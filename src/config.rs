//! Feed session configuration.
//!
//! [`FeedConfig`] bundles credentials, feed selection, the initial
//! instrument list, and connection tuning. Build one with
//! [`FeedConfigBuilder`]:
//!
//! ```no_run
//! use dhan_feed::config::FeedConfigBuilder;
//! use dhan_feed::types::{ExchangeSegment, FeedProtocol, FeedType, InstrumentSpec};
//!
//! let config = FeedConfigBuilder::new("1000000001", "your-access-token")
//!     .protocol(FeedProtocol::V2)
//!     .instrument(InstrumentSpec::with_feed_type(ExchangeSegment::NSE_EQ, "1333", FeedType::Quote))
//!     .build();
//! ```

use std::fmt;
use std::time::Duration;

use url::Url;

use crate::constants::AUTH_TYPE;
use crate::error::{DhanError, Result};
use crate::types::enums::FeedProtocol;
use crate::types::instrument::InstrumentSpec;

/// Environment variable holding the Dhan client ID.
pub const ENV_CLIENT_ID: &str = "DHAN_CLIENT_ID";

/// Environment variable holding the access token.
pub const ENV_ACCESS_TOKEN: &str = "DHAN_ACCESS_TOKEN";

// ---------------------------------------------------------------------------
// Credentials
// ---------------------------------------------------------------------------

/// Client ID and access token, supplied by the caller's auth flow.
#[derive(Clone, PartialEq, Eq)]
pub struct Credentials {
    /// The Dhan client ID (user-specific identification).
    pub client_id: String,
    /// JWT access token.
    pub access_token: String,
}

impl Credentials {
    /// Create credentials.
    pub fn new(client_id: impl Into<String>, access_token: impl Into<String>) -> Self {
        Self {
            client_id: client_id.into(),
            access_token: access_token.into(),
        }
    }
}

impl fmt::Debug for Credentials {
    fn fmt(&self, f: &mut fmt::Formatter<'_>) -> fmt::Result {
        f.debug_struct("Credentials")
            .field("client_id", &self.client_id)
            .field("access_token", &"<redacted>")
            .finish()
    }
}

// ---------------------------------------------------------------------------
// Configuration
// ---------------------------------------------------------------------------

/// Configuration for a [`FeedSession`](crate::ws::session::FeedSession).
#[derive(Debug, Clone)]
pub struct FeedConfig {
    /// Credentials for the feed.
    pub credentials: Credentials,
    /// Feed and protocol version.
    pub protocol: FeedProtocol,
    /// Instruments subscribed when the session starts.
    pub instruments: Vec<InstrumentSpec>,
    /// Endpoint override; `None` uses the protocol's default URL.
    pub endpoint: Option<String>,
    /// Limit on opening the socket and sending the v1 auth frame.
    pub connect_timeout: Duration,
    /// Capacity of the tick channel returned by `FeedSession::spawn`.
    pub event_channel_capacity: usize,
}

impl FeedConfig {
    /// The URL to connect to, with credentials embedded for the feeds that
    /// authenticate on connect.
    ///
    /// - v1: bare endpoint (auth travels in a binary frame)
    /// - v2: `?version=2&token=..&clientId=..&authType=2`
    /// - full depth: `?token=..&clientId=..&authType=2`
    pub fn connect_url(&self) -> Result<Url> {
        let base = self.endpoint.as_deref().unwrap_or(self.protocol.default_url());
        let creds = &self.credentials;

        let url = match self.protocol {
            FeedProtocol::V1 => Url::parse(base)?,
            FeedProtocol::V2 => Url::parse_with_params(
                base,
                &[
                    ("version", "2"),
                    ("token", creds.access_token.as_str()),
                    ("clientId", creds.client_id.as_str()),
                    ("authType", AUTH_TYPE),
                ],
            )?,
            FeedProtocol::Depth20 | FeedProtocol::Depth200 => Url::parse_with_params(
                base,
                &[
                    ("token", creds.access_token.as_str()),
                    ("clientId", creds.client_id.as_str()),
                    ("authType", AUTH_TYPE),
                ],
            )?,
        };
        Ok(url)
    }
}

// ---------------------------------------------------------------------------
// Builder
// ---------------------------------------------------------------------------

/// Builder for constructing a [`FeedConfig`].
///
/// Defaults: v2 protocol, no instruments, default endpoint, 10 s connect
/// timeout, 4,096-event channel.
#[derive(Debug, Clone)]
pub struct FeedConfigBuilder {
    config: FeedConfig,
}

impl FeedConfigBuilder {
    /// Create a new builder with the given credentials.
    pub fn new(client_id: impl Into<String>, access_token: impl Into<String>) -> Self {
        Self {
            config: FeedConfig {
                credentials: Credentials::new(client_id, access_token),
                protocol: FeedProtocol::default(),
                instruments: Vec::new(),
                endpoint: None,
                connect_timeout: Duration::from_secs(10),
                event_channel_capacity: 4096,
            },
        }
    }

    /// Create a builder from `DHAN_CLIENT_ID` / `DHAN_ACCESS_TOKEN`.
    pub fn from_env() -> Result<Self> {
        let read = |name: &str| {
            std::env::var(name)
                .ok()
                .filter(|v| !v.is_empty())
                .ok_or_else(|| DhanError::InvalidArgument(format!("{name} is not set")))
        };
        Ok(Self::new(read(ENV_CLIENT_ID)?, read(ENV_ACCESS_TOKEN)?))
    }

    /// Select the feed. Default: [`FeedProtocol::V2`].
    pub fn protocol(mut self, protocol: FeedProtocol) -> Self {
        self.config.protocol = protocol;
        self
    }

    /// Add one instrument to the initial subscription list.
    pub fn instrument(mut self, spec: impl Into<InstrumentSpec>) -> Self {
        self.config.instruments.push(spec.into());
        self
    }

    /// Add instruments to the initial subscription list.
    pub fn instruments<I>(mut self, specs: I) -> Self
    where
        I: IntoIterator,
        I::Item: Into<InstrumentSpec>,
    {
        self.config.instruments.extend(specs.into_iter().map(Into::into));
        self
    }

    /// Connect to `endpoint` instead of the protocol's default URL.
    pub fn endpoint(mut self, endpoint: impl Into<String>) -> Self {
        self.config.endpoint = Some(endpoint.into());
        self
    }

    /// Set the connect (and v1 auth) timeout. Default: 10 s.
    pub fn connect_timeout(mut self, timeout: Duration) -> Self {
        self.config.connect_timeout = timeout;
        self
    }

    /// Set the tick channel capacity used by `spawn`. Default: 4,096.
    pub fn event_channel_capacity(mut self, cap: usize) -> Self {
        self.config.event_channel_capacity = cap.max(1);
        self
    }

    /// Build the [`FeedConfig`].
    pub fn build(self) -> FeedConfig {
        self.config
    }
}
//! Background driver for a [`FeedSession`].
//!
//! [`FeedSession::spawn`] moves a session onto its own Tokio task. The task
//! is the only reader and the only writer of the socket: it waits on the
//! next frame and on a command queue at the same time, and a command's
//! frames are fully written before the next receive starts.
//!
//! ```no_run
//! use dhan_feed::config::FeedConfigBuilder;
//! use dhan_feed::types::{ExchangeSegment, InstrumentSpec};
//! use dhan_feed::ws::session::FeedSession;
//!
//! # #[tokio::main]
//! # async fn main() -> dhan_feed::Result<()> {
//! let config = FeedConfigBuilder::from_env()?
//!     .instrument((ExchangeSegment::NSE_EQ, "1333"))
//!     .build();
//!
//! let (handle, mut ticks) = FeedSession::new(config)?.spawn();
//!
//! handle.subscribe(vec![InstrumentSpec::new(ExchangeSegment::NSE_EQ, "11536")]).await?;
//!
//! while let Some(tick) = ticks.recv().await {
//!     match tick {
//!         Ok(tick) => println!("{tick:?}"),
//!         Err(e) if e.is_terminal() => break,
//!         Err(e) => eprintln!("bad frame: {e}"),
//!     }
//! }
//! handle.disconnect().await?;
//! # Ok(())
//! # }
//! ```

use tokio::sync::{mpsc, oneshot};
use tokio::task::JoinHandle;

use crate::error::{DhanError, Result};
use crate::types::instrument::InstrumentSpec;
use crate::types::tick::TickRecord;
use crate::ws::session::{FeedSession, SessionState};
use crate::ws::transport::Connector;

const COMMAND_CHANNEL_CAPACITY: usize = 32;

/// A request from a [`FeedHandle`] to its session task.
#[derive(Debug)]
enum Command {
    Subscribe {
        specs: Vec<InstrumentSpec>,
        reply: oneshot::Sender<Result<usize>>,
    },
    Unsubscribe {
        specs: Vec<InstrumentSpec>,
        reply: oneshot::Sender<Result<usize>>,
    },
    Disconnect {
        reply: oneshot::Sender<Result<()>>,
    },
}

enum Step {
    Command(Option<Command>),
    Tick(Result<Option<TickRecord>>),
}

/// Control handle for a spawned session.
///
/// Dropping the handle aborts the session task.
#[derive(Debug)]
pub struct FeedHandle {
    commands: mpsc::Sender<Command>,
    task: JoinHandle<()>,
}

impl FeedHandle {
    /// Add instruments to the running session. Returns how many were new.
    pub async fn subscribe(&self, specs: Vec<InstrumentSpec>) -> Result<usize> {
        let (reply, rx) = oneshot::channel();
        self.request(Command::Subscribe { specs, reply }, rx).await
    }

    /// Remove instruments from the running session. Returns how many were
    /// tracked.
    pub async fn unsubscribe(&self, specs: Vec<InstrumentSpec>) -> Result<usize> {
        let (reply, rx) = oneshot::channel();
        self.request(Command::Unsubscribe { specs, reply }, rx).await
    }

    /// Close the feed and stop the task.
    pub async fn disconnect(self) -> Result<()> {
        let (reply, rx) = oneshot::channel();
        self.request(Command::Disconnect { reply }, rx).await
    }

    /// Whether the session task has ended.
    pub fn is_finished(&self) -> bool {
        self.task.is_finished()
    }

    async fn request<T>(&self, command: Command, rx: oneshot::Receiver<Result<T>>) -> Result<T> {
        self.commands
            .send(command)
            .await
            .map_err(|_| DhanError::ConnectionClosed)?;
        rx.await.map_err(|_| DhanError::ConnectionClosed)?
    }
}

impl Drop for FeedHandle {
    fn drop(&mut self) {
        self.task.abort();
    }
}

impl<C> FeedSession<C>
where
    C: Connector + 'static,
    C::Transport: 'static,
{
    /// Run the session on a background task.
    ///
    /// A session that is not yet connected is started with
    /// [`run`](Self::run) first; one that is connected but not yet
    /// subscribed sends its initial subscriptions. Ticks and errors arrive on the returned
    /// receiver, bounded by `event_channel_capacity`; a terminal error is
    /// the last item before the channel closes.
    pub fn spawn(self) -> (FeedHandle, mpsc::Receiver<Result<TickRecord>>) {
        let (cmd_tx, cmd_rx) = mpsc::channel(COMMAND_CHANNEL_CAPACITY);
        let (tick_tx, tick_rx) = mpsc::channel(self.config().event_channel_capacity.max(1));

        let task = tokio::spawn(drive(self, cmd_rx, tick_tx));
        tracing::debug!("Feed session task spawned");

        (FeedHandle { commands: cmd_tx, task }, tick_rx)
    }
}

async fn drive<C: Connector>(
    mut session: FeedSession<C>,
    mut commands: mpsc::Receiver<Command>,
    ticks: mpsc::Sender<Result<TickRecord>>,
) {
    let started = match session.state() {
        SessionState::Streaming => Ok(()),
        SessionState::Subscribing if session.is_connected() => session.subscribe_instruments().await,
        _ => session.run().await,
    };
    if let Err(e) = started {
        tracing::error!(error = %e, "Failed to start market feed");
        let _ = ticks.send(Err(e)).await;
        return;
    }

    loop {
        let step = tokio::select! {
            cmd = commands.recv() => Step::Command(cmd),
            tick = session.next_tick() => Step::Tick(tick),
        };

        match step {
            Step::Command(Some(Command::Subscribe { specs, reply })) => {
                let _ = reply.send(session.subscribe_symbols(&specs).await);
            }
            Step::Command(Some(Command::Unsubscribe { specs, reply })) => {
                let _ = reply.send(session.unsubscribe_symbols(&specs).await);
            }
            Step::Command(Some(Command::Disconnect { reply })) => {
                let _ = reply.send(session.disconnect().await);
                break;
            }
            Step::Command(None) => {
                let _ = session.disconnect().await;
                break;
            }
            Step::Tick(Ok(Some(tick))) => {
                if ticks.send(Ok(tick)).await.is_err() {
                    tracing::debug!("Tick receiver dropped; disconnecting");
                    let _ = session.disconnect().await;
                    break;
                }
            }
            Step::Tick(Ok(None)) => break,
            Step::Tick(Err(e)) => {
                let terminal = e.is_terminal();
                if ticks.send(Err(e)).await.is_err() || terminal {
                    if !terminal {
                        let _ = session.disconnect().await;
                    }
                    break;
                }
            }
        }
    }

    tracing::debug!(state = %session.state(), "Feed session task finished");
}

◇ ◇ ◇ ◇ ◇

Working from the material above, retype exactly the lines from the one with "const COMMAND_CHANNEL_CAPACITY: usize = 32;" through the one with "task has ended.", both included, and only those lines.

EXERCISE OUTPUT |
const COMMAND_CHANNEL_CAPACITY: usize = 32;

/// A request from a [`FeedHandle`] to its session task.
#[derive(Debug)]
enum Command {
    Subscribe {
        specs: Vec<InstrumentSpec>,
        reply: oneshot::Sender<Result<usize>>,
    },
    Unsubscribe {
        specs: Vec<InstrumentSpec>,
        reply: oneshot::Sender<Result<usize>>,
    },
    Disconnect {
        reply: oneshot::Sender<Result<()>>,
    },
}

enum Step {
    Command(Option<Command>),
    Tick(Result<Option<TickRecord>>),
}

/// Control handle for a spawned session.
///
/// Dropping the handle aborts the session task.
#[derive(Debug)]
pub struct FeedHandle {
    commands: mpsc::Sender<Command>,
    task: JoinHandle<()>,
}

impl FeedHandle {
    /// Add instruments to the running session. Returns how many were new.
    pub async fn subscribe(&self, specs: Vec<InstrumentSpec>) -> Result<usize> {
        let (reply, rx) = oneshot::channel();
        self.request(Command::Subscribe { specs, reply }, rx).await
    }

    /// Remove instruments from the running session. Returns how many were
    /// tracked.
    pub async fn unsubscribe(&self, specs: Vec<InstrumentSpec>) -> Result<usize> {
        let (reply, rx) = oneshot::channel();
        self.request(Command::Unsubscribe { specs, reply }, rx).await
    }

    /// Close the feed and stop the task.
    pub async fn disconnect(self) -> Result<()> {
        let (reply, rx) = oneshot::channel();
        self.request(Command::Disconnect { reply }, rx).await
    }

    /// Whether the session task has ended.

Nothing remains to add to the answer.